Data extracted from a collection
========================================================================
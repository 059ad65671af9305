use serde::{Deserialize, Serialize};

use super::tx::{as_str_u128, Transaction};

#[derive(Debug, Clone, Copy, Serialize, Deserialize, PartialEq, Eq)]
#[serde(rename_all = "lowercase")]
pub enum TxStatus {
    Pending,
    Success,
    Failed,
}

#[derive(Debug, Clone, Serialize, Deserialize, PartialEq)]
pub struct TxReceipt {
    pub tx_hash: String,
    pub status: TxStatus,
    pub block_height: Option<u64>,
    pub index: Option<u32>,
    pub from: String,
    pub to: String,
    #[serde(with = "as_str_u128")]
    pub amount: u128,
    #[serde(with = "as_str_u128")]
    pub fee: u128,
    pub nonce: u64,
    pub error: Option<String>,
}

impl TxReceipt {
    /// Receipt written at admission, before inclusion.
    pub fn pending(tx: &Transaction) -> Self {
        Self {
            tx_hash: tx.hash.clone(),
            status: TxStatus::Pending,
            block_height: None,
            index: None,
            from: tx.from.clone(),
            to: tx.to.clone(),
            amount: tx.amount,
            fee: tx.fee,
            nonce: tx.nonce,
            error: None,
        }
    }

    /// Terminal receipt for a transaction rejected at inclusion time.
    pub fn failed(tx: &Transaction, error: impl Into<String>) -> Self {
        Self {
            status: TxStatus::Failed,
            error: Some(error.into()),
            ..Self::pending(tx)
        }
    }

    /// Terminal receipt for a transaction included in a block.
    pub fn success(tx: &Transaction, block_height: u64, index: u32) -> Self {
        Self {
            status: TxStatus::Success,
            block_height: Some(block_height),
            index: Some(index),
            ..Self::pending(tx)
        }
    }
}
========================================================================
#### [What is expected]
Every line above that holds the word "index" is to be found and copied.

#### [Task response]
    pub index: Option<u32>,
            index: None,
    pub fn success(tx: &Transaction, block_height: u64, index: u32) -> Self {
            index: Some(index),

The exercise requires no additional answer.